Глава 22. Когда я проснулась на следующее утро, моим первым желанием было бежать в Шария Зитун






 

Когда я проснулась на следующее утро, моим первым желанием было бежать в Шария Зитун. Но я чувствовала себя раздавленной после вчерашнего, а еще боялась, что, когда приду туда, меня встретит та же тишина. Что, если Манон куда-то ушла, туда, где я не смогу ее найти, чтобы не говорить со мной об Этьене? Что, если я упустила свой шанс?

Что она скрывает?

Чтобы отвлечься, я решила побродить по французскому кварталу. Я вошла в магазин, где продавались художественные принадлежности, в надежде, что запах краски и прикосновение к кисточке отвлекут меня от навязчивых мыслей. Я вспомнила о картинах на стенах в холле отеля и набросок Мустафы и Азиза, который сделала в писте.

Когда я подошла к Шария Зитун, время приближалось к полудню.

Я настроилась, что снова услышу тишину, но как только я подошла ближе, за воротами послышался голос Баду. Приложив руку к груди и облегченно вздохнув, я постучала, окликнув его по имени. Он открыл дверь.

— Здравствуйте, мадемуазель О'Шиа, — сказал он, улыбаясь мне; похоже, он был рад меня видеть.

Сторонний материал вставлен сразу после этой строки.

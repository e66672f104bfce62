// src/exec/command.rs

//! Command lines for each task kind.

use std::collections::BTreeMap;
use std::fmt;
use std::path::{Path, PathBuf};

use crate::task::{CompileSpec, Task, TaskKind};

/// Tool name to binary path, from the `[tools]` section.
///
/// Tools without an entry resolve to their bare name, looked up on `PATH`
/// when spawned.
#[derive(Debug, Clone, Default)]
pub struct ToolPaths {
    paths: BTreeMap<String, PathBuf>,
}

impl ToolPaths {
    pub fn new(paths: BTreeMap<String, PathBuf>) -> Self {
        Self { paths }
    }

    pub fn resolve(&self, tool: &str) -> PathBuf {
        self.paths
            .get(tool)
            .cloned()
            .unwrap_or_else(|| PathBuf::from(tool))
    }
}

/// A single program invocation.
#[derive(Debug, Clone, PartialEq, Eq)]
pub struct CommandLine {
    pub program: PathBuf,
    pub args: Vec<String>,
}

impl CommandLine {
    fn new(program: PathBuf) -> Self {
        Self {
            program,
            args: Vec::new(),
        }
    }

    fn arg(mut self, arg: impl AsRef<Path>) -> Self {
        self.args.push(arg.as_ref().to_string_lossy().into_owned());
        self
    }

    fn args<I, S>(mut self, args: I) -> Self
    where
        I: IntoIterator<Item = S>,
        S: AsRef<Path>,
    {
        for a in args {
            self = self.arg(a);
        }
        self
    }
}

impl fmt::Display for CommandLine {
    fn fmt(&self, f: &mut fmt::Formatter<'_>) -> fmt::Result {
        write!(f, "{}", self.program.display())?;
        for arg in &self.args {
            write!(f, " {arg}")?;
        }
        Ok(())
    }
}

fn compile_commands(
    task: &Task,
    spec: &CompileSpec,
    compiler: PathBuf,
    extension: &str,
) -> Vec<CommandLine> {
    let mut commands = Vec::new();
    let mut objects = Vec::new();

    for src in &task.sources {
        if src.extension().and_then(|e| e.to_str()) != Some(extension) {
            continue;
        }
        let Some(stem) = src.file_stem() else {
            continue;
        };
        let object = task
            .output_dir
            .join(format!("{}.o", stem.to_string_lossy()));

        let mut cmd = CommandLine::new(compiler.clone())
            .arg("-c")
            .arg(src)
            .arg("-o")
            .arg(&object);
        for dir in &spec.include_dirs {
            cmd = cmd.arg("-I").arg(dir);
        }
        commands.push(cmd);
        objects.push(object);
    }

    if let Some(exe) = spec.executable_name.as_deref() {
        let link = CommandLine::new(compiler)
            .args(&objects)
            .args(&spec.external_objects)
            .arg("-o")
            .arg(task.output_dir.join(exe));
        commands.push(link);
    }

    commands
}

/// Commands that build `task`, in execution order.
///
/// Fails for task kinds that cannot be run.
pub fn build_commands(task: &Task, tools: &ToolPaths) -> Result<Vec<CommandLine>, String> {
    match &task.kind {
        TaskKind::CCompile(spec) => Ok(compile_commands(task, spec, tools.resolve("gcc"), "c")),
        TaskKind::CppCompile(spec) => {
            Ok(compile_commands(task, spec, tools.resolve("g++"), "cpp"))
        }
        TaskKind::VerilatorVerilate { top_module } => {
            let mut cmd = CommandLine::new(tools.resolve("verilator"))
                .arg("--cc")
                .args(&task.sources)
                .arg("--Mdir")
                .arg(&task.output_dir);
            if let Some(top) = top_module.as_deref() {
                cmd = cmd.arg("--top-module").arg(top);
            }
            Ok(vec![cmd])
        }
        TaskKind::VerilatorTbCompile { makefile } => Ok(vec![CommandLine::new(tools.resolve("make"))
            .arg("-C")
            .arg(&task.output_dir)
            .arg("-f")
            .arg(makefile)]),
        TaskKind::Unsupported { task_type } => Err(format!(
            "task '{}' has unsupported task_type '{}'",
            task.name, task_type
        )),
    }
}
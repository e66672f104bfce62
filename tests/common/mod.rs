#![allow(dead_code)]

use std::collections::{BTreeMap, BTreeSet};
use std::error::Error;

use proptest::prelude::*;

pub use bob_test_utils::{init_tracing, with_timeout};

pub type TestResult = Result<(), Box<dyn Error>>;

/// `task -> deps` declarations from a compact literal.
pub fn decls(entries: &[(&str, &[&str])]) -> BTreeMap<String, Vec<String>> {
    entries
        .iter()
        .map(|(name, deps)| {
            (
                name.to_string(),
                deps.iter().map(|d| d.to_string()).collect(),
            )
        })
        .collect()
}

/// The graph used throughout the rebuild tests:
/// 4 -> 3, 5 -> 3, 3 -> 2, 6 -> 2 (dependency -> dependent).
pub fn hello_world_decls() -> BTreeMap<String, Vec<String>> {
    decls(&[
        ("hello_world_2", &["hello_world_3", "hello_world_6"]),
        ("hello_world_3", &["hello_world_4", "hello_world_5"]),
        ("hello_world_4", &[]),
        ("hello_world_5", &[]),
        ("hello_world_6", &[]),
    ])
}

// Acyclic by construction: task N may only depend on tasks 0..N-1.
pub fn acyclic_decls(max_tasks: usize) -> impl Strategy<Value = BTreeMap<String, Vec<String>>> {
    (1..=max_tasks).prop_flat_map(|n| {
        proptest::collection::vec(proptest::collection::vec(any::<usize>(), 0..4), n).prop_map(
            |raw| {
                raw.into_iter()
                    .enumerate()
                    .map(|(i, picks)| {
                        let deps: BTreeSet<String> = if i == 0 {
                            BTreeSet::new()
                        } else {
                            picks.into_iter().map(|p| format!("t{}", p % i)).collect()
                        };
                        (format!("t{i}"), deps.into_iter().collect::<Vec<String>>())
                    })
                    .collect::<BTreeMap<String, Vec<String>>>()
            },
        )
    })
}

Я попыталась улыбнуться ему в ответ, но мои губы не слушались меня.

Ажулай был там — снова или все еще. Он подошел к воротам.

— Мадемуазель О'Шиа! Вы вернулись. — Он улыбался, как и Баду.

— Да. Когда я вернулась вчера, никто не ответил на мой стук и зов.

Он нахмурился.

— Но когда я ушел незадолго до двух часов, Манон сказала, что будет ждать вас.

— Ее не было здесь. Я долго ждала.

— Пожалуйста, присаживайтесь. Манон отдыхает, — сказал он. — Скоро мы будем кушать. Мне бы хотелось, чтобы вы к нам присоединились.

Я закрыла на секунду глаза, не желая слушать эту светскую шараду. А что, если Манон, увидев меня, отнесется ко мне так же, как и вчера?

— Я прошу прощения за вчерашнее поведение Манон. Иногда у нее бывают сильные головные боли.

Я подумала об Этьене.

— Она страдает, и это делает ее... такой, какой вы видели ее вчера. Сегодня вы должны остаться. Марокканцы — люди гостеприимные, мадемуазель. Это для нас оскорбительно — не принимать приглашение.

Я кивнула, садясь на один из пробковых табуретов, на котором мне было не очень удобно сидеть из-за моей ноги. Я вытянула ее перед собой. Как только я села, Ажулай тоже сел — на кушетку, скрестив ноги. Между нами стоял круглый стол. Баду уселся рядом с Ажулем, и, в отличие от Манон, которая никогда не прикасалась к своему сыну, тот обнял мальчика.

L’homme bleu. И снова я вспомнила мужчину в синем одеянии, встреченного на писте, — он появился ниоткуда и обменял плитку на хлеб. Он поразил меня своим ростом и прямым взглядом, своей медленной походкой, полной достоинства и изящества, и тем, что исчез на пыльной дороге так же таинственно, как и появился.

— Я попрошу Фалиду принести чай, — сказал Ажулай, и я чуть не подпрыгнула, осознав, что смотрю на него. — Мы будем кушать здесь, в доме жарче. — Он поставил Баду на землю и встал. — Баду, пойди и скажи Maman, пусть спускается кушать. Пожалуйста, устраивайтесь поудобнее, — сказал он мне. — Я сейчас вернусь.

Баду быстро поднялся по лестнице, и через пару секунд я услышала слабый звук его голоса наверху. Мне не очень хотелось видеть Манон, выслушивать ее отговорки, но помимо того мне было страшно иметь с ней дело. В ней было что-то жестокое и непонятное; она явно получала удовольствие от того, что заставляла меня умолять ее и ждать. Она даже не пыталась скрыть пренебрежение, с каким относилась к собственному сыну, и я знала, что она жестоко обращается с маленькой девочкой-служанкой.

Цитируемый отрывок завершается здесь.